Oggi, conclude CIPRA nel suo documento, ci aspetta un passaggio culturale importante: avere la capacità di unire in un unico disegno di gestione le aree delle alte quote ai fondovalle, costruire sinergie operative fra i bisogni, i lavori, i servizi delle popolazioni di montagna con quelli delle pianure e delle aree metropolitane.
Un simile processo non può trovare successo attraverso politiche centralistiche e impositive, ma solo con la costruzione di apposite reti che riescano a fare sintesi di alto profilo fra le esigenze della conservazione dei beni naturali e quelli dello sviluppo economico delle popolazioni che vivono la montagna ed i suoi ospiti.
Il Consiglio Direttivo di CIPRA Italia
(rivisto da Luigi Casanova vicepresidente di CIPRA Italia)
2 comments
Ma in questa eventuale inclusione di Lucoli nel parco… Quali sarebbero le zone del nostro territorio che ricadrebbero nelle varie tipologie a, b, c? Esistono già delle ipotesi? Quali vincoli potrebbero queste zone ad esempio per la raccolta funghi, raccolta tartufi, taglio legna ad uso civico o commerciale, attività venatoria, sviluppo infrastrutturale per attività ricettive etc… Pongo queste domande perché mi piacerebbe poter valutare al meglio gli effetti di una eventuale scelta (positiva/negativa) Suggerisco di organizzare degli incontri con i cittadini, in cui persone esperte possano informare e chiarire molti dubbi. Sarebbe utile portare anche esperienze di altri territori già appartenenti a parchi.
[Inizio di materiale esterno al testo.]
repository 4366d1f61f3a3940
//! Frames exchanged on an event socket. The `type` tag tells them apart.

use serde::{Deserialize, Serialize};
use serde_json::Value;

/// Viewer request.
/// Wire: `{ "type": "req", "id": "abc", "method": "roster.register", "params": {...} }`
#[derive(Debug, Clone, Serialize, Deserialize)]
#[serde(tag = "type", rename = "req")]
pub struct ReqFrame {
    pub id: String,
    pub method: String,
    #[serde(default, skip_serializing_if = "Option::is_none")]
    pub params: Option<Value>,
}

/// Answer to one request, carrying the action outcome when `ok`.
/// Wire: `{ "type": "res", "id": "abc", "ok": false, "error": { "code": "...", "message": "..." } }`
#[derive(Debug, Clone, Serialize, Deserialize)]
#[serde(tag = "type", rename = "res")]
pub struct ResFrame<P = Value> {
    pub id: String,
    pub ok: bool,
    #[serde(default, skip_serializing_if = "Option::is_none")]
    pub payload: Option<P>,
    #[serde(default, skip_serializing_if = "Option::is_none")]
    pub error: Option<ErrorShape>,
}

impl<P> ResFrame<P> {
    pub fn ok(id: impl Into<String>, payload: P) -> Self {
        Self {
            id: id.into(),
            ok: true,
            payload: Some(payload),
            error: None,
        }
    }

    pub fn err(id: impl Into<String>, code: &str, message: &str) -> Self {
        Self {
            id: id.into(),
            ok: false,
            payload: None,
            error: Some(ErrorShape {
                code: code.to_string(),
                message: message.to_string(),
            }),
        }
    }
}

#[derive(Debug, Clone, PartialEq, Eq, Serialize, Deserialize)]
pub struct ErrorShape {
    pub code: String,
    pub message: String,
}

/// Push frame on an event channel. For roster changes `seq` is the event
/// version right after the change.
/// Wire: `{ "type": "event", "event": "inscription", "payload": {...}, "seq": 42 }`
#[derive(Debug, Clone, Serialize, Deserialize)]
#[serde(tag = "type", rename = "event")]
pub struct EventFrame {
    pub event: String,
    #[serde(default, skip_serializing_if = "Option::is_none")]
    pub payload: Option<Value>,
    #[serde(default, skip_serializing_if = "Option::is_none")]
    pub seq: Option<u64>,
}

impl EventFrame {
    pub fn new(event: impl Into<String>, payload: impl Serialize) -> Self {
        Self {
            event: event.into(),
            payload: serde_json::to_value(payload).ok(),
            seq: None,
        }
    }

    pub fn with_seq(mut self, seq: u64) -> Self {
        self.seq = Some(seq);
        self
    }
}

/// Any frame read off the socket.
#[derive(Debug, Clone, Deserialize)]
#[serde(tag = "type", rename_all = "lowercase")]
pub enum InboundFrame {
    Req(ReqFrame),
    Event(EventFrame),
    /// `res` frames and tags this protocol does not define.
    #[serde(other)]
    Other,
}

impl InboundFrame {
    pub fn as_req(&self) -> Option<&ReqFrame> {
        match self {
            InboundFrame::Req(req) => Some(req),
            _ => None,
        }
    }

    pub fn as_event(&self) -> Option<&EventFrame> {
        match self {
            InboundFrame::Event(ev) => Some(ev),
            _ => None,
        }
    }
}
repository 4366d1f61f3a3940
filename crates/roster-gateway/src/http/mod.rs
pub mod events;
pub mod health;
Solo così si potrebbe far scegliere in maniera informata i cittadini.
Marcello Iannini
Grazie della risposta.
Tutto sarà connesso dall'attività di "zonazione".
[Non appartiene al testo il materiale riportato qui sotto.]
//! Fixtures for gateway tests: an in-memory store seeded with one event,
//! and relay/broadcaster doubles.

use std::sync::atomic::{AtomicBool, Ordering};
use std::sync::{Arc, Mutex};

use async_trait::async_trait;
use chrono::TimeZone;
use roster_core::config::RosterConfig;
use roster_core::registration::{CancellationRequest, RegistrationRequest};
use roster_core::types::{Address, EventId};
use roster_notify::{MessageId, OutboundMessage, Relay, RelayError, RelayStatus};
use roster_protocol::frames::EventFrame;
use roster_store::{NewEvent, RosterStore};
use serde_json::{json, Value};
use tokio::sync::broadcast;

use crate::app::AppState;
use crate::realtime::{BroadcastError, Broadcaster, ChannelHub};

pub const EVENT_ID: &str = "0192f0c2a7b87c3e9d1f2a3b4c5d6e7f";
pub const TOKEN: &str = "test-token";

pub fn test_state(team_limit: usize) -> (Arc<AppState>, RecordingRelay) {
    let relay = RecordingRelay::default();
    let state = test_state_with(
        team_limit,
        Arc::new(ChannelHub::new(256)),
        Box::new(relay.clone()),
    );
    (state, relay)
}

pub fn test_state_with(
    team_limit: usize,
    broadcaster: Arc<dyn Broadcaster>,
    relay: Box<dyn Relay>,
) -> Arc<AppState> {
    let mut config = RosterConfig::default();
    config.gateway.auth.token = Some(TOKEN.to_string());

    let store = RosterStore::in_memory().expect("in-memory store");
    store
        .create_event(NewEvent {
            id: Some(EventId::from(EVENT_ID)),
            date: chrono::Utc.with_ymd_and_hms(2026, 11, 7, 1, 0, 0).unwrap(),
            description: "Friday match".to_string(),
            address: Address {
                text: "Cancha 5".to_string(),
                url: "https://maps.example/c5".to_string(),
            },
            teams: vec!["Rojo".into(), "Azul".into(), "Suplentes".into()],
            extra_team: "Suplentes".to_string(),
            team_limit: Some(team_limit),
        })
        .expect("seed event");

    Arc::new(AppState::new(config, store, broadcaster, relay))
}

pub fn registration(team: &str, name: &str, keeper: bool) -> RegistrationRequest {
    RegistrationRequest {
        team: team.to_string(),
        player_name: name.to_string(),
        is_keeper: Some(keeper),
    }
}

pub fn registration_body(team: &str, name: &str, keeper: bool) -> Value {
    json!({ "team": team, "playerName": name, "isKeeper": keeper })
}

pub fn cancellation(team: &str, name: &str) -> CancellationRequest {
    CancellationRequest {
        team: team.to_string(),
        player_name: name.to_string(),
    }
}

/// Keeps every message it is asked to send. Clones share the record.
#[derive(Clone, Default)]
pub struct RecordingRelay {
    sent: Arc<Mutex<Vec<String>>>,
    closed: Arc<AtomicBool>,
}

impl RecordingRelay {
    pub fn sent(&self) -> Vec<String> {
        self.sent.lock().unwrap().clone()
    }
}

#[async_trait]
impl Relay for RecordingRelay {
    fn name(&self) -> &str {
        "recording"
    }

    async fn connect(&mut self) -> Result<(), RelayError> {
        Ok(())
    }

    async fn disconnect(&mut self) -> Result<(), RelayError> {
        self.closed.store(true, Ordering::SeqCst);
        Ok(())
    }

    async fn send(&self, msg: &OutboundMessage) -> Result<MessageId, RelayError> {
        let mut sent = self.sent.lock().unwrap();
        sent.push(msg.content.clone());
        Ok(MessageId(format!("m-{}", sent.len())))
    }

    fn status(&self) -> RelayStatus {
        if self.closed.load(Ordering::SeqCst) {
            RelayStatus::Disconnected
        } else {
            RelayStatus::Connected
        }
    }
}

pub struct FailingRelay;

#[async_trait]
impl Relay for FailingRelay {
    fn name(&self) -> &str {
        "failing"
    }

    async fn connect(&mut self) -> Result<(), RelayError> {
        Ok(())
    }

    async fn disconnect(&mut self) -> Result<(), RelayError> {
        Ok(())
    }

    async fn send(&self, _msg: &OutboundMessage) -> Result<MessageId, RelayError> {
        Err(RelayError::Unavailable("provider down".to_string()))
    }

    fn status(&self) -> RelayStatus {
        RelayStatus::Error("provider down".to_string())
    }
}

pub struct FailingBroadcaster;

#[async_trait]
impl Broadcaster for FailingBroadcaster {
    async fn publish(&self, _channel: &str, _frame: &EventFrame) -> Result<usize, BroadcastError> {
        Err(BroadcastError::Unavailable("hub down".to_string()))
    }

    fn subscribe(&self, _channel: &str) -> Result<broadcast::Receiver<String>, BroadcastError> {
        Err(BroadcastError::Unavailable("hub down".to_string()))
    }

    fn unsubscribe(&self, _channel: &str, _rx: broadcast::Receiver<String>) {}

    fn subscriber_count(&self, _channel: &str) -> usize {
        0
    }

    fn channel_count(&self) -> usize {
        0
    }
}
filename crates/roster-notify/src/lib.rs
pub mod composer;
pub mod error;
pub mod relay;

pub use composer::NotificationComposer;
pub use error::{ComposeError, RelayError};
pub use relay::{HttpRelay, MessageId, NullRelay, OutboundMessage, Relay, RelayStatus};
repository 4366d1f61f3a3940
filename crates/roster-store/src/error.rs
use thiserror::Error;

/// Errors that can occur during roster operations.
#[derive(Debug, Error)]
pub enum StoreError {
    /// No event with this id (or the id was malformed).
    #[error("event not found: {id}")]
    NotFound { id: String },

    #[error("event {id} is closed")]
    EventClosed { id: String },

    #[error("unknown team: {team}")]
    UnknownTeam { team: String },

    /// A playable team already holds `limit` players.
    #[error("team {team} is full ({limit} players)")]
    TeamFull { team: String, limit: usize },

    /// The name is already registered in some team of the event.
    #[error("player {name} is already registered in team {team}")]
    DuplicatePlayer { name: String, team: String },

    #[error("team {team} already has a keeper: {keeper}")]
    KeeperTaken { team: String, keeper: String },

    /// The player was registered by another account.
    #[error("player {name} belongs to another account")]
    NotOwner { name: String },

    /// Rejected event definition (create / seed).
    #[error("invalid event: {0}")]
    InvalidEvent(String),

    /// A SQLite operation failed.
    #[error("database error: {0}")]
    Database(#[from] rusqlite::Error),

    /// A stored row could not be mapped back to a domain value.
    #[error("corrupt row: {0}")]
    Corrupt(String),

    /// A thread panicked while holding the connection.
    #[error("database connection poisoned")]
    Poisoned,
}

impl StoreError {
    /// Machine-readable code for wire errors.
    pub fn code(&self) -> &'static str {
        match self {
            StoreError::NotFound { .. } => "NOT_FOUND",
            StoreError::EventClosed { .. } => "EVENT_CLOSED",
            StoreError::UnknownTeam { .. } => "UNKNOWN_TEAM",
            StoreError::TeamFull { .. } => "TEAM_FULL",
            StoreError::DuplicatePlayer { .. } => "DUPLICATE_PLAYER",
            StoreError::KeeperTaken { .. } => "KEEPER_TAKEN",
            StoreError::NotOwner { .. } => "NOT_OWNER",
            StoreError::InvalidEvent(_) => "INVALID_EVENT",
            StoreError::Database(_) | StoreError::Corrupt(_) | StoreError::Poisoned => {
                "STORAGE_ERROR"
            }
        }
    }

    /// True for rejections caused by the request, false for storage faults.
    pub fn is_rejection(&self) -> bool {
        !matches!(
            self,
            StoreError::Database(_) | StoreError::Corrupt(_) | StoreError::Poisoned
        )
    }

    /// Message shown to the person who submitted the request.
    /// Storage details stay in the logs.
    pub fn user_message(&self) -> String {
        match self {
            StoreError::NotFound { .. } => "Event not found".to_string(),
            StoreError::EventClosed { .. } => "Registration for this event is closed".to_string(),
            StoreError::UnknownTeam { team } => format!("Team {} does not exist", team),
            StoreError::TeamFull { team, .. } => format!("Team {} is full", team),
            StoreError::DuplicatePlayer { name, team } => {
                format!("{} is already registered in team {}", name, team)
            }
            StoreError::KeeperTaken { team, keeper } => {
                format!("Team {} already has a keeper: {}", team, keeper)
            }
            StoreError::NotOwner { name } => {
                format!("Only the account that registered {} can cancel it", name)
            }
            StoreError::InvalidEvent(reason) => reason.clone(),
            StoreError::Database(_) | StoreError::Corrupt(_) | StoreError::Poisoned => {
                "Could not save the change, please try again".to_string()
            }
        }
    }
}

pub type Result<T> = std::result::Result<T, StoreError>;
Gran parte dei Parchi Nazionali e Regionali sono stati istituiti attraverso la "legge quadro n. 394 del 1991" secondo questa legge i Parchi "sono costituiti da aree terrestri, fluviali, lacuali o marine che contengono uno o più ecosistemi intatti o anche parzialmente alterati da interventi antropici, una o più formazioni fisiche, geologiche, geomorfologiche, biologiche, di rilievo internazionale o nazionale per valori naturalistici, scientifici, estetici, culturali, educativi e ricreativi tali da richiedere l'intervento dello Stato ai fini della loro conservazione per le generazioni presenti e future".
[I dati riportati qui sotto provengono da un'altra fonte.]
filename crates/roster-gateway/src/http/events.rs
//! Event endpoints.
//!
//! Reads are public. `register` and `cancel` need the gateway bearer token
//! and the caller's account id (see `crate::auth`).
//!
//! Mutation response: `{"error": false}` | `{"error": true, "msg": "..."}`

use axum::{
    extract::{rejection::JsonRejection, Path, State},
    http::{HeaderMap, StatusCode},
    Json,
};
use roster_core::registration::{CancellationRequest, RegistrationRequest};
use roster_protocol::events::{PresencePayload, SnapshotPayload};
use roster_store::EventSummary;
use serde::Serialize;
use std::sync::Arc;
use tracing::error;

use crate::actions::{self, ActionResult};
use crate::app::AppState;
use crate::auth;

#[derive(Serialize)]
pub struct ErrorBody {
    pub error: String,
}

type ApiError = (StatusCode, Json<ErrorBody>);

fn api_error(status: StatusCode, msg: &str) -> ApiError {
    (
        status,
        Json(ErrorBody {
            error: msg.to_string(),
        }),
    )
}

fn storage_error(e: roster_store::StoreError) -> ApiError {
    error!(error = %e, "event read failed");
    api_error(StatusCode::INTERNAL_SERVER_ERROR, &e.user_message())
}

/// GET /events
pub async fn list_events(
    State(state): State<Arc<AppState>>,
) -> Result<Json<Vec<EventSummary>>, ApiError> {
    state.store.list_events().map(Json).map_err(storage_error)
}

/// GET /events/{id}: full snapshot plus live viewer count.
pub async fn get_event(
    State(state): State<Arc<AppState>>,
    Path(id): Path<String>,
) -> Result<Json<SnapshotPayload>, ApiError> {
    let event = state
        .store
        .find_by_id(&id)
        .map_err(storage_error)?
        .ok_or_else(|| api_error(StatusCode::NOT_FOUND, "Event not found"))?;
    let subscription_count = state.broadcaster.subscriber_count(event.id.as_str());
    Ok(Json(SnapshotPayload {
        event,
        subscription_count,
    }))
}

/// GET /events/{id}/presence
pub async fn presence(
    State(state): State<Arc<AppState>>,
    Path(id): Path<String>,
) -> Result<Json<PresencePayload>, ApiError> {
    let event = state
        .store
        .find_by_id(&id)
        .map_err(storage_error)?
        .ok_or_else(|| api_error(StatusCode::NOT_FOUND, "Event not found"))?;
    Ok(Json(PresencePayload {
        subscription_count: state.broadcaster.subscriber_count(event.id.as_str()),
    }))
}

/// POST /events/{id}/register: `{team, playerName, isKeeper?}`
pub async fn register(
    State(state): State<Arc<AppState>>,
    Path(id): Path<String>,
    headers: HeaderMap,
    body: Result<Json<RegistrationRequest>, JsonRejection>,
) -> (StatusCode, Json<ActionResult>) {
    let Some(account) = auth::authorize(&state.config, &headers) else {
        return unauthorized();
    };
    let Json(req) = match body {
        Ok(req) => req,
        Err(rejection) => return malformed(rejection),
    };
    respond(actions::register(&state, &id, &req, &account).await)
}

/// POST /events/{id}/cancel: `{team, playerName}`
pub async fn cancel(
    State(state): State<Arc<AppState>>,
    Path(id): Path<String>,
    headers: HeaderMap,
    body: Result<Json<CancellationRequest>, JsonRejection>,
) -> (StatusCode, Json<ActionResult>) {
    let Some(account) = auth::authorize(&state.config, &headers) else {
        return unauthorized();
    };
    let Json(req) = match body {
        Ok(req) => req,
        Err(rejection) => return malformed(rejection),
    };
    respond(actions::cancel(&state, &id, &req, &account).await)
}

fn unauthorized() -> (StatusCode, Json<ActionResult>) {
    (
        StatusCode::UNAUTHORIZED,
        Json(ActionResult::rejected(
            "UNAUTHORIZED",
            "Sign in and set 'Authorization: Bearer <token>' to change the roster",
        )),
    )
}

/// Bodies axum could not decode still get the `{error, msg}` shape.
fn malformed(rejection: JsonRejection) -> (StatusCode, Json<ActionResult>) {
    respond(ActionResult::rejected(
        "VALIDATION_ERROR",
        format!("Invalid request body: {}", rejection.body_text()),
    ))
}

fn respond(result: ActionResult) -> (StatusCode, Json<ActionResult>) {
    (status_for(result.code), Json(result))
}

pub fn status_for(code: Option<&str>) -> StatusCode {
    match code {
        None => StatusCode::OK,
        Some("VALIDATION_ERROR") => StatusCode::UNPROCESSABLE_ENTITY,
        Some("NOT_FOUND") => StatusCode::NOT_FOUND,
        Some("UNAUTHORIZED") => StatusCode::UNAUTHORIZED,
        Some("NOT_OWNER") => StatusCode::FORBIDDEN,
        Some("STORAGE_ERROR") => StatusCode::INTERNAL_SERVER_ERROR,
        Some(_) => StatusCode::CONFLICT,
    }
}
La legge quadro pone l'obiettivo di coniugare le esigenze di conservazione e tutela del patrimonio naturale con gli interessi delle popolazioni locali attraverso l'avvio di forme di sviluppo sostenibile all'interno dell'area protetta. La tutela dei valori naturali e ambientali, che la legge affida all'Ente Parco, è perseguita attraverso lo strumento del Piano del Parco (che quello del Velino Sirente non riesce a rilasciare….), che suddivide il territorio in funzione del diverso grado di protezione.
Il lavoro deve essere fatto, come indicato nel comunicato stampa e senz'altro va coinvolta la comunità locale.